● **WHAT YOU WILL DO**: Copy every line of the entries that has the string "imageUrl" in it.

● **DATA TO USE**:
..........
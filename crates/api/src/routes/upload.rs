use axum::extract::DefaultBodyLimit;
use axum::routing::post;
use axum::Router;

use crate::handlers::upload;
use crate::state::AppState;
use crate::uploads::MAX_UPLOAD_BODY;

/// Routes mounted at `/upload`.
pub fn router() -> Router<AppState> {
    Router::new().route(
        "/",
        post(upload::upload_image).layer(DefaultBodyLimit::max(MAX_UPLOAD_BODY)),
    )
}
//! `PgDocumentStore` against a real database.
//!
//! Ignored by default; run with `DATABASE_URL` set and `--ignored`.

use assert_matches::assert_matches;
use serde_json::json;
use sqlx::PgPool;
use studio_db::store::to_fields;
use studio_db::{DocumentStore, PgDocumentStore, StoreError};

#[sqlx::test(migrations = "./migrations")]
#[ignore = "requires a PostgreSQL database"]
async fn insert_merge_delete_round_trip(pool: PgPool) {
    let store = PgDocumentStore::new(pool);

    let doc = store
        .insert("services", to_fields(&json!({"title": "X", "description": "Y"})).unwrap())
        .await
        .unwrap();

    let merged = store
        .merge("services", &doc.id, to_fields(&json!({"title": "Z"})).unwrap())
        .await
        .unwrap()
        .unwrap();
    assert_eq!(merged.fields["title"], "Z");
    assert_eq!(merged.fields["description"], "Y");

    let listed = store.list("services").await.unwrap();
    assert_eq!(listed.len(), 1);

    assert!(store.delete("services", &doc.id).await.unwrap());
    assert!(store.find_by_id("services", &doc.id).await.unwrap().is_none());
}

#[sqlx::test(migrations = "./migrations")]
#[ignore = "requires a PostgreSQL database"]
async fn duplicate_user_email_is_rejected(pool: PgPool) {
    let store = PgDocumentStore::new(pool);
    let user = to_fields(&json!({"email": "a@b.com", "passwordHash": "h"})).unwrap();

    store.insert("users", user.clone()).await.unwrap();
    let err = store.insert("users", user).await.unwrap_err();
    assert_matches!(err, StoreError::Duplicate(c) if c == "uq_documents_user_email");
}

#[sqlx::test(migrations = "./migrations")]
#[ignore = "requires a PostgreSQL database"]
async fn find_by_field_filters_on_json_value(pool: PgPool) {
    let store = PgDocumentStore::new(pool);
    for approved in [true, false, true] {
        store
            .insert(
                "testimonials",
                to_fields(&json!({"name": "n", "message": "m", "approved": approved})).unwrap(),
            )
            .await
            .unwrap();
    }

    let approved = store
        .find_by_field("testimonials", "approved", &json!(true))
        .await
        .unwrap();
    assert_eq!(approved.len(), 2);
}
//! Route definitions for `/testimonials`.

use axum::extract::DefaultBodyLimit;
use axum::routing::{get, patch};
use axum::Router;
use studio_db::models::testimonial::Testimonial;

use crate::handlers::{crud, testimonials};
use crate::middleware::rbac::ModerateSubmissions;
use crate::state::AppState;
use crate::uploads::MAX_UPLOAD_BODY;

/// ```text
/// GET    /       -> list_approved (public)
/// POST   /       -> submit (public, JSON or multipart)
/// GET    /all    -> list_all
/// PATCH  /{id}   -> update
/// DELETE /{id}   -> delete
/// ```
pub fn router() -> Router<AppState> {
    Router::new()
        .route(
            "/",
            get(testimonials::list_approved)
                .post(testimonials::submit)
                .layer(DefaultBodyLimit::max(MAX_UPLOAD_BODY)),
        )
        .route("/all", get(testimonials::list_all))
        .route(
            "/{id}",
            patch(crud::update::<Testimonial, ModerateSubmissions>)
                .delete(crud::delete::<Testimonial, ModerateSubmissions>),
        )
}
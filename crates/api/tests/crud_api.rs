//! HTTP-level integration tests for the generic content collections
//! (`/services`, `/about`, `/team`, `/portfolio`).

mod common;

use axum::http::StatusCode;
use common::{
    body_json, build_test_app, delete_auth, expired_token, foreign_token, get, patch_json_auth,
    post_json, post_json_auth, put_json_auth, register_and_login,
};
use serde_json::json;

// ---------------------------------------------------------------------------
// End-to-end
// ---------------------------------------------------------------------------

/// Register, log in, create a service with the token, and see it listed.
#[tokio::test]
async fn admin_creates_service_end_to_end() {
    let app = build_test_app();
    let token = register_and_login(&app).await;

    let response = post_json_auth(
        app.router(),
        "/api/services",
        &token,
        json!({ "title": "X", "description": "Y" }),
    )
    .await;
    assert_eq!(response.status(), StatusCode::CREATED);
    let created = body_json(response).await;
    let id = created["_id"].as_str().expect("created record has an _id");
    assert!(!id.is_empty());

    let response = get(app.router(), "/api/services").await;
    assert_eq!(response.status(), StatusCode::OK);
    let list = body_json(response).await;
    let list = list.as_array().unwrap();
    assert_eq!(list.len(), 1);
    assert_eq!(list[0]["_id"], id);
    assert_eq!(list[0]["title"], "X");
}

// ---------------------------------------------------------------------------
// Create / read
// ---------------------------------------------------------------------------

#[tokio::test]
async fn created_record_is_returned_by_get_one() {
    let app = build_test_app();
    let token = register_and_login(&app).await;

    let payload = json!({
        "name": "Marta Ruiz",
        "role": "Lead photographer",
        "bio": "Weddings and portraits",
    });
    let response = post_json_auth(app.router(), "/api/team", &token, payload).await;
    assert_eq!(response.status(), StatusCode::CREATED);
    let created = body_json(response).await;
    let id = created["_id"].as_str().unwrap();

    let response = get(app.router(), &format!("/api/team/{id}")).await;
    assert_eq!(response.status(), StatusCode::OK);
    let fetched = body_json(response).await;
    assert_eq!(fetched["_id"], id);
    assert_eq!(fetched["name"], "Marta Ruiz");
    assert_eq!(fetched["role"], "Lead photographer");
    assert_eq!(fetched["bio"], "Weddings and portraits");
    assert!(fetched["createdAt"].is_string());
    assert!(fetched["updatedAt"].is_string());
}

#[tokio::test]
async fn empty_collection_lists_as_empty_array() {
    let app = build_test_app();

    for uri in ["/api/services", "/api/about", "/api/team", "/api/portfolio"] {
        let response = get(app.router(), uri).await;
        assert_eq!(response.status(), StatusCode::OK, "{uri}");
        assert_eq!(body_json(response).await, json!([]), "{uri}");
    }
}

#[tokio::test]
async fn list_keeps_insertion_order() {
    let app = build_test_app();
    let token = register_and_login(&app).await;

    for title in ["Weddings", "Portraits", "Events"] {
        let response = post_json_auth(
            app.router(),
            "/api/services",
            &token,
            json!({ "title": title, "description": "..." }),
        )
        .await;
        assert_eq!(response.status(), StatusCode::CREATED);
    }

    let list = body_json(get(app.router(), "/api/services").await).await;
    let titles: Vec<&str> = list
        .as_array()
        .unwrap()
        .iter()
        .map(|r| r["title"].as_str().unwrap())
        .collect();
    assert_eq!(titles, ["Weddings", "Portraits", "Events"]);
}

#[tokio::test]
async fn unknown_id_is_404_with_message() {
    let app = build_test_app();

    let response = get(app.router(), "/api/portfolio/does-not-exist").await;
    assert_eq!(response.status(), StatusCode::NOT_FOUND);
    let json = body_json(response).await;
    assert_eq!(json["code"], "NOT_FOUND");
    assert!(json["message"].as_str().unwrap().contains("does-not-exist"));
}

#[tokio::test]
async fn missing_required_field_is_400() {
    let app = build_test_app();
    let token = register_and_login(&app).await;

    // Portfolio items need an image.
    let response = post_json_auth(
        app.router(),
        "/api/portfolio",
        &token,
        json!({ "title": "Spring", "description": "Outdoor shoot" }),
    )
    .await;
    assert_eq!(response.status(), StatusCode::BAD_REQUEST);
    let json = body_json(response).await;
    assert!(json["message"].as_str().unwrap().contains("imageUrl"));
}

#[tokio::test]
async fn blank_required_field_is_validation_error() {
    let app = build_test_app();
    let token = register_and_login(&app).await;

    let response = post_json_auth(
        app.router(),
        "/api/services",
        &token,
        json!({ "title": "   ", "description": "Y" }),
    )
    .await;
    assert_eq!(response.status(), StatusCode::BAD_REQUEST);
    let json = body_json(response).await;
    assert_eq!(json["code"], "VALIDATION_ERROR");
    assert_eq!(json["message"], "title: must not be empty");
}

#[tokio::test]
async fn client_supplied_id_is_ignored() {
    let app = build_test_app();
    let token = register_and_login(&app).await;

    let response = post_json_auth(
        app.router(),
        "/api/about",
        &token,
        json!({ "_id": "chosen", "title": "Our story", "description": "Since 2010" }),
    )
    .await;
    assert_eq!(response.status(), StatusCode::CREATED);
    let created = body_json(response).await;
    assert_ne!(created["_id"], "chosen");
}

// ---------------------------------------------------------------------------
// Update
// ---------------------------------------------------------------------------

#[tokio::test]
async fn patch_updates_only_sent_fields() {
    let app = build_test_app();
    let token = register_and_login(&app).await;

    let created = body_json(
        post_json_auth(
            app.router(),
            "/api/services",
            &token,
            json!({ "title": "Weddings", "description": "Full day", "icon": "rings" }),
        )
        .await,
    )
    .await;
    let id = created["_id"].as_str().unwrap();

    let response = patch_json_auth(
        app.router(),
        &format!("/api/services/{id}"),
        &token,
        json!({ "description": "Half or full day" }),
    )
    .await;
    assert_eq!(response.status(), StatusCode::OK);
    let updated = body_json(response).await;
    assert_eq!(updated["_id"], id);
    assert_eq!(updated["title"], "Weddings");
    assert_eq!(updated["icon"], "rings");
    assert_eq!(updated["description"], "Half or full day");
    assert_eq!(updated["createdAt"], created["createdAt"]);

    let fetched = body_json(get(app.router(), &format!("/api/services/{id}")).await).await;
    assert_eq!(fetched["description"], "Half or full day");
    assert_eq!(fetched["title"], "Weddings");
}

#[tokio::test]
async fn put_behaves_like_patch() {
    let app = build_test_app();
    let token = register_and_login(&app).await;

    let created = body_json(
        post_json_auth(
            app.router(),
            "/api/team",
            &token,
            json!({ "name": "Leo", "role": "Assistant" }),
        )
        .await,
    )
    .await;
    let id = created["_id"].as_str().unwrap();

    let response = put_json_auth(
        app.router(),
        &format!("/api/team/{id}"),
        &token,
        json!({ "role": "Second shooter" }),
    )
    .await;
    assert_eq!(response.status(), StatusCode::OK);
    let updated = body_json(response).await;
    assert_eq!(updated["name"], "Leo");
    assert_eq!(updated["role"], "Second shooter");
}

#[tokio::test]
async fn update_of_unknown_id_is_404() {
    let app = build_test_app();
    let token = register_and_login(&app).await;

    let response = patch_json_auth(
        app.router(),
        "/api/services/nope",
        &token,
        json!({ "title": "Ghost" }),
    )
    .await;
    assert_eq!(response.status(), StatusCode::NOT_FOUND);
}

#[tokio::test]
async fn update_with_blank_title_is_rejected() {
    let app = build_test_app();
    let token = register_and_login(&app).await;

    let created = body_json(
        post_json_auth(
            app.router(),
            "/api/services",
            &token,
            json!({ "title": "Weddings", "description": "Full day" }),
        )
        .await,
    )
    .await;
    let id = created["_id"].as_str().unwrap();

    let response = patch_json_auth(
        app.router(),
        &format!("/api/services/{id}"),
        &token,
        json!({ "title": "" }),
    )
    .await;
    assert_eq!(response.status(), StatusCode::BAD_REQUEST);
}

// ---------------------------------------------------------------------------
// Delete
// ---------------------------------------------------------------------------

#[tokio::test]
async fn delete_then_get_is_404() {
    let app = build_test_app();
    let token = register_and_login(&app).await;

    let created = body_json(
        post_json_auth(
            app.router(),
            "/api/portfolio",
            &token,
            json!({
                "title": "Spring",
                "description": "Outdoor shoot",
                "imageUrl": "/uploads/image-1.png",
            }),
        )
        .await,
    )
    .await;
    let id = created["_id"].as_str().unwrap();

    let response = delete_auth(app.router(), &format!("/api/portfolio/{id}"), &token).await;
    assert_eq!(response.status(), StatusCode::OK);
    let json = body_json(response).await;
    assert_eq!(json["deleted"], true);
    assert!(json["message"].is_string());

    let response = get(app.router(), &format!("/api/portfolio/{id}")).await;
    assert_eq!(response.status(), StatusCode::NOT_FOUND);
}

#[tokio::test]
async fn delete_of_unknown_id_is_ok_but_flagged() {
    let app = build_test_app();
    let token = register_and_login(&app).await;

    let response = delete_auth(app.router(), "/api/services/nope", &token).await;
    assert_eq!(response.status(), StatusCode::OK);
    let json = body_json(response).await;
    assert_eq!(json["deleted"], false);
}

// ---------------------------------------------------------------------------
// Authentication
// ---------------------------------------------------------------------------

#[tokio::test]
async fn writes_without_token_are_401() {
    let app = build_test_app();
    let payload = json!({ "title": "X", "description": "Y" });

    let response = post_json(app.router(), "/api/services", payload).await;
    assert_eq!(response.status(), StatusCode::UNAUTHORIZED);
    let json = body_json(response).await;
    assert_eq!(json["message"], "Authentication failed.");

    let response = post_json(app.router(), "/api/team", json!({})).await;
    assert_eq!(response.status(), StatusCode::UNAUTHORIZED);
}

#[tokio::test]
async fn expired_token_is_401() {
    let app = build_test_app();

    let response = post_json_auth(
        app.router(),
        "/api/services",
        &expired_token(),
        json!({ "title": "X", "description": "Y" }),
    )
    .await;
    assert_eq!(response.status(), StatusCode::UNAUTHORIZED);
}

#[tokio::test]
async fn token_signed_with_other_secret_is_401() {
    let app = build_test_app();

    let response = delete_auth(app.router(), "/api/services/anything", &foreign_token()).await;
    assert_eq!(response.status(), StatusCode::UNAUTHORIZED);
}

#[tokio::test]
async fn garbage_token_is_401() {
    let app = build_test_app();

    let response = patch_json_auth(
        app.router(),
        "/api/about/anything",
        "not.a.jwt",
        json!({ "title": "X" }),
    )
    .await;
    assert_eq!(response.status(), StatusCode::UNAUTHORIZED);
}

#[tokio::test]
async fn reads_are_public() {
    let app = build_test_app();

    let response = get(app.router(), "/api/about").await;
    assert_eq!(response.status(), StatusCode::OK);
}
..........
● **THE COMPLETED TASK**:
    assert!(json["message"].as_str().unwrap().contains("imageUrl"));
                "imageUrl": "/uploads/image-1.png",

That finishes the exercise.